Public Sub WaitUntilReady(oIE As Object)
End Sub

Begging your pardon, but that code you say "does work" does *not*
work -- not on my system, at least, and I wouldn't expect it to. Your
calling syntax is incorrect for passing the oIE variable. You must
either write

WaitUntilReady oIE

or

Call WaitUntilReady(oIE)

to pass the object variable to the subroutine. By wrapping it in
parentheses unnecessarily, you are telling VB to pass the *value* of the
object; and what is the value of an IE application? As best I can tell
it's the string value "Microsoft Internet Explorer". This does work:

Dim oIE As Object
Set oIE = CreateObject("InternetExplorer.Application")
WaitUntilReady oIE

On the other hand, suppose you correct that error and still leave off
the "As Object", so you have

Dim oIE
Set oIE = CreateObject("InternetExplorer.Application")
WaitUntilReady oIE

The above doesn't compile, giving you "ByRef argument type mismatch".
That's because, by not specifying the type when you declare oIE, you are
declaring it as a Variant.

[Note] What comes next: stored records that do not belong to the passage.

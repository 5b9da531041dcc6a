//! Document execution.
//!
//! An [`Engine`] runs the code cells of a [`Document`] and records what they
//! produce into the document itself. The caller persists the document
//! afterwards regardless of the outcome, so whatever the engine managed to
//! record before failing ends up on disk.

use std::io::Write;
use std::process::{Command, Stdio};

use anyhow::{Context, anyhow};

use crate::document::{CellKind, CellOutput, Document, Language};
use crate::task::ExecutionContext;

/// Executes parameterized documents.
pub trait Engine: Send + Sync {
    /// Runs `document` in place. Outputs, execution counts and errors must
    /// be written into the document cells even when an error is returned.
    fn execute(&self, document: &mut Document, context: &ExecutionContext) -> anyhow::Result<()>;
}

impl<F> Engine for F
where
    F: Fn(&mut Document, &ExecutionContext) -> anyhow::Result<()> + Send + Sync,
{
    fn execute(&self, document: &mut Document, context: &ExecutionContext) -> anyhow::Result<()> {
        self(document, context)
    }
}

/// Runs every code cell of a document in a single interpreter process.
///
/// The cells are concatenated into one program separated by marker
/// statements, which is fed to the interpreter on stdin. Python cells are
/// compiled one at a time, so a syntax error only stops the cell containing
/// it. Both output streams are then split back per cell. When the
/// interpreter exits with a failure, the last cell that started gets an
/// error output and the cells after it are left unexecuted. If it failed
/// before any cell started, the error goes to the first code cell.
#[derive(Debug, Clone)]
pub struct CommandEngine {
    python: Vec<String>,
    shell: Vec<String>,
}

impl Default for CommandEngine {
    fn default() -> Self {
        Self {
            python: vec!["python3".into(), "-u".into(), "-".into()],
            shell: vec!["sh".into(), "-e".into(), "-s".into()],
        }
    }
}

impl CommandEngine {
    pub fn new() -> Self {
        Self::default()
    }

    /// Overrides the command line used for Python documents. The program
    /// must read its code from stdin.
    pub fn with_python<I, S>(mut self, command: I) -> Self
    where
        I: IntoIterator<Item = S>,
        S: Into<String>,
    {
        self.python = command.into_iter().map(Into::into).collect();
        self
    }

    /// Overrides the command line used for shell documents.
    pub fn with_shell<I, S>(mut self, command: I) -> Self
    where
        I: IntoIterator<Item = S>,
        S: Into<String>,
    {
        self.shell = command.into_iter().map(Into::into).collect();
        self
    }

    fn command(&self, language: Language) -> &[String] {
        match language {
            Language::Python => &self.python,
            Language::Shell => &self.shell,
        }
    }
}

fn marker(index: usize) -> String {
    format!("__kumiki_cell_{index}__")
}

/// Splits a stream into per-cell chunks. Returns the chunks of every cell
/// whose marker appears, in order.
fn split_stream(stream: &str, count: usize) -> Vec<String> {
    let mut chunks = Vec::new();
    let mut rest = stream;

    for index in 0..count {
        let start = format!("\n{}\n", marker(index));
        let Some(at) = rest.find(&start) else {
            break;
        };
        rest = &rest[at + start.len()..];

        let end = format!("\n{}\n", marker(index + 1));
        let chunk = match rest.find(&end) {
            Some(at) => &rest[..at],
            None => rest,
        };
        chunks.push(chunk.to_string());
    }

    chunks
}

/// The statement running one cell.
fn cell_statement(language: Language, n: usize, source: &str) -> anyhow::Result<String> {
    Ok(match language {
        Language::Python => {
            // a JSON string is a valid Python string literal
            let literal = serde_json::to_string(source)?;
            format!("exec(compile({literal}, \"<cell {}>\", \"exec\"))", n + 1)
        }
        Language::Shell => source.to_string(),
    })
}

fn error_output(language: Language, stderr: &str, status: &str) -> CellOutput {
    let last = stderr.lines().rev().find(|line| !line.trim().is_empty());

    let (ename, evalue) = match (language, last) {
        (Language::Python, Some(line)) => match line.split_once(": ") {
            Some((ename, evalue)) => (ename.trim().to_string(), evalue.to_string()),
            None => (line.trim().to_string(), String::new()),
        },
        (_, Some(line)) => ("CommandError".to_string(), line.to_string()),
        (_, None) => ("CommandError".to_string(), status.to_string()),
    };

    CellOutput::Error {
        ename,
        evalue,
        traceback: stderr.lines().map(str::to_string).collect(),
    }
}

impl Engine for CommandEngine {
    fn execute(&self, document: &mut Document, context: &ExecutionContext) -> anyhow::Result<()> {
        let language = document.language().unwrap_or(Language::Python);
        let code: Vec<usize> = document
            .cells
            .iter()
            .enumerate()
            .filter(|(_, cell)| cell.kind == CellKind::Code)
            .map(|(i, _)| i)
            .collect();

        let mut program = String::new();
        for (n, &index) in code.iter().enumerate() {
            program.push_str(&language.marker_statement(&marker(n)));
            program.push('\n');
            program.push_str(&cell_statement(language, n, &document.cells[index].source)?);
            program.push('\n');
        }

        let [program_name, args @ ..] = self.command(language) else {
            return Err(anyhow!("no interpreter configured for {}", language.name()));
        };

        tracing::debug!(task = %context.task, cells = code.len(), "spawning {program_name}");

        let mut child = Command::new(program_name)
            .args(args)
            .stdin(Stdio::piped())
            .stdout(Stdio::piped())
            .stderr(Stdio::piped())
            .spawn()
            .with_context(|| format!("Couldn't start interpreter {program_name}"))?;

        let mut stdin = child.stdin.take().context("Interpreter stdin is not piped")?;
        let writer = std::thread::spawn(move || stdin.write_all(program.as_bytes()));

        let output = child.wait_with_output()?;
        // The interpreter may exit before reading everything, a broken pipe
        // then only means the remaining cells never ran.
        let _ = writer.join();

        let stdout = String::from_utf8_lossy(&output.stdout);
        let stderr = String::from_utf8_lossy(&output.stderr);
        let out_chunks = split_stream(&stdout, code.len());
        let err_chunks = split_stream(&stderr, code.len());

        let failed = !output.status.success();
        let started = out_chunks.len().max(err_chunks.len());
        // the interpreter gave up before the first marker
        let orphaned = failed && started == 0 && !code.is_empty();
        let started = if orphaned { 1 } else { started };

        for (n, &index) in code.iter().enumerate() {
            let cell = &mut document.cells[index];
            cell.outputs.clear();
            cell.execution_count = None;

            if n >= started {
                continue;
            }

            if !orphaned {
                cell.execution_count = Some(n as u32 + 1);
            }

            let out = out_chunks.get(n).map(String::as_str).unwrap_or_default();
            let err = match orphaned {
                true => &*stderr,
                false => err_chunks.get(n).map(String::as_str).unwrap_or_default(),
            };
            let crashed = failed && n + 1 == started;

            if !out.is_empty() {
                cell.outputs.push(CellOutput::Stream {
                    name: "stdout".into(),
                    text: out.to_string(),
                });
            }

            if crashed {
                cell.outputs
                    .push(error_output(language, err, &output.status.to_string()));
            } else if !err.is_empty() {
                cell.outputs.push(CellOutput::Stream {
                    name: "stderr".into(),
                    text: err.to_string(),
                });
            }
        }

        if failed {
            let failing = code
                .get(started.saturating_sub(1))
                .and_then(|&index| document.cells[index].outputs.last());

            return Err(match failing {
                Some(CellOutput::Error { ename, evalue, .. }) => {
                    anyhow!("Cell {started} raised {ename}: {evalue}")
                }
                _ => anyhow!("Interpreter exited with {}", output.status),
            });
        }

        Ok(())
    }
}

#[cfg(test)]
mod tests {
    use super::*;
    use crate::document::Cell;
    use crate::product::ProductPaths;

    fn context() -> ExecutionContext {
        ExecutionContext {
            task: "test".into(),
            params: Default::default(),
            product: ProductPaths::Single("out.ipynb".into()),
            upstream: Default::default(),
            output: "out.ipynb".into(),
        }
    }

    #[test]
    fn test_split_stream() {
        let stream = format!(
            "\n{}\nhello\n\n{}\n\n{}\nworld",
            marker(0),
            marker(1),
            marker(2)
        );
        assert_eq!(split_stream(&stream, 3), vec!["hello\n", "", "world"]);
        assert_eq!(split_stream(&stream, 1), vec!["hello\n"]);
        assert!(split_stream("", 2).is_empty());
    }

    #[test]
    fn test_shell_cells_get_their_own_output() {
        let mut document = Document::with_cells(
            Language::Shell,
            vec![
                Cell::code("echo one"),
                Cell::markdown("prose"),
                Cell::code("echo two"),
            ],
        );

        CommandEngine::new().execute(&mut document, &context()).unwrap();

        let text = |index: usize| match &document.cells[index].outputs[..] {
            [CellOutput::Stream { text, .. }] => text.clone(),
            other => panic!("unexpected outputs {other:?}"),
        };
        assert_eq!(text(0), "one\n");
        assert_eq!(text(2), "two\n");
        assert_eq!(document.cells[0].execution_count, Some(1));
        assert_eq!(document.cells[2].execution_count, Some(2));
        assert!(document.cells[1].outputs.is_empty());
    }

    #[test]
    fn test_shell_failure_keeps_partial_outputs() {
        let mut document = Document::with_cells(
            Language::Shell,
            vec![
                Cell::code("echo before"),
                Cell::code("echo broken >&2; exit 3"),
                Cell::code("echo never"),
            ],
        );

        let err = CommandEngine::new()
            .execute(&mut document, &context())
            .unwrap_err();
        assert!(err.to_string().contains("Cell 2"));

        assert_eq!(document.cells[0].execution_count, Some(1));
        assert!(document.cells[1].is_errored());
        assert_eq!(document.cells[2].execution_count, None);
        assert!(document.cells[2].outputs.is_empty());
    }

    #[test]
    fn test_python_syntax_error_stays_in_its_cell() {
        let mut document = Document::with_cells(
            Language::Python,
            vec![Cell::code("print('first')"), Cell::code("def broken(:\n    pass")],
        );

        let err = CommandEngine::new()
            .execute(&mut document, &context())
            .unwrap_err();
        assert!(err.to_string().contains("SyntaxError"));

        assert_eq!(document.cells[0].execution_count, Some(1));
        assert!(matches!(
            &document.cells[0].outputs[..],
            [CellOutput::Stream { text, .. }] if text == "first\n"
        ));
        assert!(matches!(
            document.cells[1].outputs.last(),
            Some(CellOutput::Error { ename, .. }) if ename == "SyntaxError"
        ));
    }

    #[test]
    fn test_python_cells_share_state() {
        let mut document = Document::with_cells(
            Language::Python,
            vec![Cell::code("x = 'it\\'s'"), Cell::code("print(x)")],
        );

        CommandEngine::new().execute(&mut document, &context()).unwrap();

        assert!(matches!(
            &document.cells[1].outputs[..],
            [CellOutput::Stream { text, .. }] if text == "it's\n"
        ));
    }

    #[test]
    fn test_failure_before_any_cell_is_recorded() {
        let mut document = Document::with_cells(
            Language::Shell,
            vec![Cell::code("echo one"), Cell::code("echo two")],
        );
        let engine = CommandEngine::new().with_shell(["sh", "-c", "echo 'bad program' >&2; exit 2"]);

        assert!(engine.execute(&mut document, &context()).is_err());

        let outputs = &document.cells[0].outputs;
        assert!(matches!(
            outputs.last(),
            Some(CellOutput::Error { traceback, .. }) if traceback.iter().any(|line| line.contains("bad program"))
        ));
        assert!(document.cells[1].outputs.is_empty());
    }

    #[test]
    fn test_missing_interpreter() {
        let mut document = Document::with_cells(Language::Shell, vec![Cell::code("true")]);
        let engine = CommandEngine::new().with_shell(["kumiki-no-such-interpreter"]);

        assert!(engine.execute(&mut document, &context()).is_err());
    }
}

WaitUntilReady wants an Object, not a
Variant -- not even a Variant that points to an Object, apparently.
Rudimentary tests suggest that if you declare WaitUntilReady to accept
its argument passed by value, not by reference ...

Public Sub WaitUntilReady(ByVal oIE As Object)

.... then it will work even with oIE as a Variant, so long as it points
to a suitable object. But there's no good reason for doing that, since
simply declaring oIE As Object, not as Variant, resolves the matter.
 
J S said:
Dim oIE
Set oIE = CreateObject("InternetExplorer.Application")
WaitUntilReady (oIE)

Public Sub WaitUntilReady(oIE As Object)
End Sub

What happens here is that the oIE variant remains unassigned until the IE
application is available, so it presumably has a value of Empty. This is
not a valid value for an Object, so it cannot be coerced, and VBA reports
that as an error. Change the function declaration to

Public Sub WaitUntilReady( oIE As Variant)

and you will avoid the message. It is an amateur error to pass one datatype
to a function expecting a different datatype without making an explicit
cast on the way. Variants are particularly prone to this.
Dim oIE as Object
Set oIE = CreateObject("InternetExplorer.Application")
WaitUntilReady (oIE)

Public Sub WaitUntilReady(oIE As Object)
End Sub

In this case, the unassigned Object variable can only be Nothing, so that
is what gets passed to the sub, and is quite variable. You may notice that
the Dim and the Sub declarations match this time.